While Tamura's employment contract did not exclusively confer jurisdiction upon the courts of any state, it did state that the parties intended to "confer jurisdiction to enforce the [r]estrictive [c]ovenants upon the courts of any jurisdiction within the geographical scope of such [c]ovenants." Thus, because the covenants in Tamura's contract applied to his employment in California, at a minimum, this contract conferred jurisdiction upon that state's courts.
In fact, if the case goes forward in Connecticut, the third-party California witnesses not under the control of either side would not be subject to compulsory process in this district. See Fed.R.Civ.P. § 45(b)(2); see also Gulf Oil Corp. v. Gilbert, 330 U.S. 501, 511, 67 S.Ct. 839, 91 L.Ed. 1055 (1947) (stating, "to fix the place of trial at a point where litigants cannot compel personal attendance and may be forced to try their case on deposition, is to create a condition not satisfactory to court, jury, or most litigants").

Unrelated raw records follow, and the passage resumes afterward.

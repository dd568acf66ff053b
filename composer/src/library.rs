//! Templates and signatures: a fixed built-in set plus entries the user
//! saved, kept in local storage without the built-ins.

use once_cell::sync::Lazy;
use serde::de::DeserializeOwned;
use serde::{Deserialize, Serialize};

use crate::constants::{CATEGORY_ALL, MARKUP_BREAK};
use crate::error::Result;
use crate::storage::{read_json, write_json, Storage};

static BUILTIN_TEMPLATES: Lazy<Vec<Template>> = Lazy::new(|| {
    parse_builtin("templates", include_str!("../data/templates.json"))
});

static BUILTIN_SIGNATURES: Lazy<Vec<Signature>> = Lazy::new(|| {
    parse_builtin("signatures", include_str!("../data/signatures.json"))
});

fn parse_builtin<T: DeserializeOwned>(label: &str, text: &str) -> Vec<T> {
    serde_json::from_str(text).unwrap_or_else(|err| {
        log::error!("builtin {label}: {:?}", err);
        vec![]
    })
}

pub fn builtin_templates() -> Vec<Template> {
    BUILTIN_TEMPLATES.clone()
}

pub fn builtin_signatures() -> Vec<Signature> {
    BUILTIN_SIGNATURES.clone()
}

pub trait CatalogEntry: Clone + Serialize + DeserializeOwned {
    fn id(&self) -> &str;
    fn name(&self) -> &str;
    fn content(&self) -> &str;

    fn category(&self) -> Option<&str> {
        None
    }

    /// `needle` is already lowercased.
    fn matches(&self, needle: &str) -> bool {
        self.name().to_lowercase().contains(needle)
    }
}

#[derive(Debug, Clone, PartialEq, Eq, Deserialize, Serialize)]
pub struct Template {
    pub id: String,
    pub name: String,
    pub subject: String,
    pub content: String,
    #[serde(default, skip_serializing_if = "Option::is_none")]
    pub category: Option<String>,
}

impl CatalogEntry for Template {
    fn id(&self) -> &str {
        &self.id
    }

    fn name(&self) -> &str {
        &self.name
    }

    fn content(&self) -> &str {
        &self.content
    }

    fn category(&self) -> Option<&str> {
        self.category.as_deref()
    }

    fn matches(&self, needle: &str) -> bool {
        self.name.to_lowercase().contains(needle) || self.subject.to_lowercase().contains(needle)
    }
}

#[derive(Debug, Clone, PartialEq, Eq, Deserialize, Serialize)]
pub struct Signature {
    pub id: String,
    pub name: String,
    pub content: String,
}

impl CatalogEntry for Signature {
    fn id(&self) -> &str {
        &self.id
    }

    fn name(&self) -> &str {
        &self.name
    }

    fn content(&self) -> &str {
        &self.content
    }
}

#[derive(Debug, Clone)]
pub struct Catalog<T> {
    key: String,
    builtin: Vec<T>,
    user: Vec<T>,
}

impl<T: CatalogEntry> Catalog<T> {
    pub fn new(key: &str, builtin: Vec<T>) -> Self {
        Self {
            key: key.to_string(),
            builtin,
            user: vec![],
        }
    }

    /// Built-ins followed by whatever the user saved earlier. A record that
    /// does not parse is logged and skipped.
    pub fn load<S: Storage + ?Sized>(key: &str, builtin: Vec<T>, storage: &S) -> Self {
        let mut catalog = Self::new(key, builtin);
        match read_json::<Vec<T>, _>(storage, key) {
            Ok(Some(user)) => {
                catalog.user = user.into_iter()
                    .filter(|entry| !catalog.is_builtin(entry.id()))
                    .collect();
            }
            Ok(None) => {}
            Err(err) => {
                log::error!("catalog {key}: {err}");
            }
        }
        catalog
    }

    pub fn entries(&self) -> impl Iterator<Item=&T> {
        self.builtin.iter().chain(self.user.iter())
    }

    pub fn user_entries(&self) -> &[T] {
        &self.user
    }

    pub fn len(&self) -> usize {
        self.builtin.len() + self.user.len()
    }

    pub fn is_empty(&self) -> bool {
        self.len() == 0
    }

    pub fn get(&self, id: &str) -> Option<&T> {
        self.entries().find(|entry| entry.id() == id)
    }

    pub fn is_builtin(&self, id: &str) -> bool {
        self.builtin.iter().any(|entry| entry.id() == id)
    }

    /// Case-insensitive substring search. `None` or `"All"` as category
    /// means every category.
    pub fn search(&self, query: &str, category: Option<&str>) -> Vec<&T> {
        let needle = query.trim().to_lowercase();
        let category = category.filter(|value| !value.is_empty() && *value != CATEGORY_ALL);
        self.entries()
            .filter(|entry| match category {
                Some(category) => entry.category() == Some(category),
                None => true,
            })
            .filter(|entry| needle.is_empty() || entry.matches(&needle))
            .collect()
    }

    pub fn add<S: Storage + ?Sized>(&mut self, entry: T, storage: &S) -> Result<()> {
        self.user.push(entry);
        self.persist(storage)
    }

    /// Replaces the user entry carrying the same id, or appends. Built-in
    /// entries are never replaced; `Ok(false)` is returned for them.
    pub fn upsert<S: Storage + ?Sized>(&mut self, entry: T, storage: &S) -> Result<bool> {
        if self.is_builtin(entry.id()) {
            return Ok(false);
        }
        match self.user.iter_mut().find(|item| item.id() == entry.id()) {
            Some(item) => *item = entry,
            None => self.user.push(entry),
        }
        self.persist(storage)?;
        Ok(true)
    }

    fn persist<S: Storage + ?Sized>(&self, storage: &S) -> Result<()> {
        write_json(storage, &self.key, &self.user)
    }
}

/// Body after applying `signature`, or `None` when the body already carries it.
pub fn append_signature(body: &str, signature: &str) -> Option<String> {
    if body.is_empty() {
        Some(signature.to_string())
    } else if body.contains(signature) {
        None
    } else {
        Some(format!("{body}{MARKUP_BREAK}{signature}"))
    }
}

#[cfg(test)]
mod tests {
    use crate::constants::{CATEGORIES, KEY_SIGNATURES, KEY_TEMPLATES, SIGNATURE_DEFAULT, SIGNATURE_PROFESSIONAL};
    use crate::storage::MemoryStorage;

    use super::*;

    fn user_template(id: &str, name: &str) -> Template {
        Template {
            id: id.to_string(),
            name: name.to_string(),
            subject: "Quarterly numbers".to_string(),
            content: "<p>see attached</p>".to_string(),
            category: Some("Personal".to_string()),
        }
    }

    #[test]
    fn test_builtins_parse() {
        let templates = builtin_templates();
        assert_eq!(templates.len(), 30);
        for template in &templates {
            let category = template.category.as_deref().unwrap();
            assert!(CATEGORIES.iter().any(|item| *item == category));
        }
        let signatures = builtin_signatures();
        let ids = signatures.iter().map(|sig| sig.id.as_str()).collect::<Vec<_>>();
        assert_eq!(ids, [SIGNATURE_DEFAULT, SIGNATURE_PROFESSIONAL]);
    }

    #[test]
    fn test_search_name_and_subject_case_insensitive() {
        let catalog = Catalog::new(KEY_TEMPLATES, builtin_templates());
        let found = catalog.search("MEETING", None);
        assert!(found.iter().any(|t| t.name == "Meeting Request"));

        // matches the subject "Happy Birthday!" and the name "Birthday Wishes"
        let found = catalog.search("birthday", Some("All"));
        assert_eq!(found.len(), 1);

        let found = catalog.search("", Some("Real Estate"));
        assert_eq!(found.len(), 2);
        assert!(found.iter().all(|t| t.category.as_deref() == Some("Real Estate")));

        assert!(catalog.search("no such template", None).is_empty());
    }

    #[test]
    fn test_add_persists_only_user_entries() {
        let storage = MemoryStorage::new();
        let mut catalog = Catalog::load(KEY_TEMPLATES, builtin_templates(), &storage);
        catalog.add(user_template("u1", "Report"), &storage).unwrap();
        assert_eq!(catalog.len(), 31);

        let saved: Vec<Template> = read_json(&storage, KEY_TEMPLATES).unwrap().unwrap();
        assert_eq!(saved, vec![user_template("u1", "Report")]);

        let reloaded = Catalog::load(KEY_TEMPLATES, builtin_templates(), &storage);
        assert_eq!(reloaded.len(), 31);
        assert_eq!(reloaded.user_entries().len(), 1);
        assert_eq!(reloaded.get("u1").unwrap().name, "Report");
    }

    #[test]
    fn test_malformed_catalog_falls_back_to_builtins() {
        let storage = MemoryStorage::new();
        storage.set(KEY_SIGNATURES, "[{\"id\":").unwrap();
        let catalog = Catalog::load(KEY_SIGNATURES, builtin_signatures(), &storage);
        assert_eq!(catalog.len(), 2);
        assert!(catalog.user_entries().is_empty());
    }

    #[test]
    fn test_upsert_edits_user_but_not_builtin() {
        let storage = MemoryStorage::new();
        let mut catalog = Catalog::load(KEY_SIGNATURES, builtin_signatures(), &storage);
        let work = Signature { id: "w".to_string(), name: "Work".to_string(), content: "<p>W</p>".to_string() };
        assert!(catalog.upsert(work.clone(), &storage).unwrap());
        let edited = Signature { content: "<p>W2</p>".to_string(), ..work };
        assert!(catalog.upsert(edited, &storage).unwrap());
        assert_eq!(catalog.user_entries().len(), 1);
        assert_eq!(catalog.get("w").unwrap().content, "<p>W2</p>");

        let hijack = Signature { id: SIGNATURE_DEFAULT.to_string(), name: "x".to_string(), content: "x".to_string() };
        assert!(!catalog.upsert(hijack, &storage).unwrap());
        assert_ne!(catalog.get(SIGNATURE_DEFAULT).unwrap().content, "x");
    }

    #[test]
    fn test_append_signature() {
        assert_eq!(append_signature("", "<p>S</p>").as_deref(), Some("<p>S</p>"));
        assert_eq!(append_signature("<p>B</p>", "<p>S</p>").as_deref(), Some("<p>B</p><div><br></div><p>S</p>"));
        assert_eq!(append_signature("<p>B</p><div><br></div><p>S</p>", "<p>S</p>"), None);
    }
}
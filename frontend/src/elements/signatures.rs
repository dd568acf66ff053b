use dominator::{Dom, events, html};
use futures_signals::signal::{Mutable, SignalExt};
use futures_signals::signal_vec::SignalVecExt;
use once_cell::sync::Lazy;

use composer::library::Signature;

use crate::constants::{PROP_EDITABLE, PROP_HTML, PROP_NAME, PROP_PLACEHOLDER, PROP_VALUE, SIGNATURE_EDITOR_ID, TAG_BUTTON, TAG_DIV, TAG_INPUT, TAG_SPAN};
use crate::dialog::dialogs::Dialog;
use crate::editor::editor_tools::{editor_tools, ToolTarget};
use crate::state::{with_composer, with_signature_editor, SignatureView, SELECTED_SIGNATURE, SIGNATURES};
use crate::utils::get_input_value;

const INPUT_NAME_SIGNATURE: &'static str = "signature-name";

/// Signature the open dialog edits; `None` while creating a new one.
static EDITING: Lazy<Mutable<Option<Signature>>> = Lazy::new(|| {
    Mutable::new(None)
});

fn css_class(label: &str) -> String {
    format!("signatures__{label}")
}

pub fn signatures() -> Dom {
    html!(TAG_DIV, {
        .class(css_class("container"))
        .children([
            html!(TAG_DIV, {
                .class(css_class("header"))
                .children([
                    html!(TAG_SPAN, {.text("Signatures")}),
                    html!(TAG_BUTTON, {
                        .attr("type", "button")
                        .text("New Signature")
                        .event(|_: events::Click| open_editor(None))
                    }),
                ])
            }),
            html!(TAG_DIV, {
                .class(css_class("list"))
                .children_signal_vec(SIGNATURES.signal_cloned().to_signal_vec().map(item))
            }),
        ])
    })
}

fn item(view: SignatureView) -> Dom {
    let id = view.signature.id.clone();
    let selected = id.clone();
    html!(TAG_DIV, {
        .class(css_class("item"))
        .class_signal("active", SELECTED_SIGNATURE.signal_ref(move |current| current.as_deref() == Some(selected.as_str())))
        .child(html!(TAG_SPAN, {
            .class(css_class("name"))
            .text(&view.signature.name)
            .event(move |_: events::Click| {
                with_composer(|composer| composer.apply_signature(&id));
            })
        }))
        .apply(|dom| {
            if view.editable {
                let signature = view.signature.clone();
                dom.child(html!(TAG_BUTTON, {
                    .class(css_class("edit"))
                    .attr("type", "button")
                    .text("Edit")
                    .event(move |_: events::Click| open_editor(Some(signature.clone())))
                }))
            } else {
                dom
            }
        })
    })
}

fn open_editor(signature: Option<Signature>) {
    let title = if signature.is_some() { "Edit Signature" } else { "New Signature" };
    let content = signature.as_ref().map(|signature| signature.content.clone()).unwrap_or_default();
    with_signature_editor(|bridge| bridge.set_content(&content));
    EDITING.set(signature);
    Dialog::form(title, dlg_signature_init, dlg_signature_result, dlg_signature_cancel);
}

fn dlg_signature_init() -> Dom {
    let name = EDITING.lock_ref().as_ref()
        .map(|signature| signature.name.clone())
        .unwrap_or_default();
    let content = with_signature_editor(|bridge| bridge.markup().to_string()).unwrap_or_default();

    html!(TAG_DIV, {
        .class(css_class("form"))
        .children([
            html!(TAG_INPUT, {
                .attr(PROP_NAME, INPUT_NAME_SIGNATURE)
                .attr(PROP_PLACEHOLDER, "Signature name")
                .prop(PROP_VALUE, name)
            }),
            editor_tools(ToolTarget::Signature),
            html!(TAG_DIV, {
                .class(css_class("content"))
                .attr("id", SIGNATURE_EDITOR_ID)
                .attr(PROP_EDITABLE, "true")
                .prop(PROP_HTML, content)
                .event(|_: events::Input| {
                    with_signature_editor(|bridge| bridge.on_input());
                })
            }),
        ])
    })
}

fn dlg_signature_result() {
    let name = get_input_value(INPUT_NAME_SIGNATURE);
    let content = with_signature_editor(|bridge| {
        bridge.on_input();
        bridge.markup().to_string()
    }).unwrap_or_default();
    let id = EDITING.lock_ref().as_ref().map(|signature| signature.id.clone());
    with_composer(|composer| composer.save_signature(id.as_deref(), &name, &content));
    dlg_signature_cancel();
}

fn dlg_signature_cancel() {
    EDITING.set(None);
    with_signature_editor(|bridge| bridge.clear());
}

Tamura argues that, under the section of the contract which "confer[s] jurisdiction to enforce the [r]estrictive [c]ovenants upon the courts of any jurisdiction within the geographical scope of such [c]ovenants," California law will apply to this case. On the other hand, USSC argues that, under the section of the employment contract which specifically states that it "shall be governed by, and construed according to, the law of the State of Connecticut," Connecticut law will apply to this case. However, the determination of which state's laws will apply to this case is not relevant to the court's determination of whether, for the convenience of the parties, it should transfer venue.
CONCLUSION
For the reasons stated above, Imagyn's Motion for Transfer of Action [doc. # 6] is GRANTED, and Tamura's Motion to Dismiss for Lack of Personal Jurisdiction or, in the alternative, for Transfer of Action [doc. # 9] is GRANTED in part and DENIED in part. The Clerk of the Court is hereby ordered to transfer this case to the Central District of California.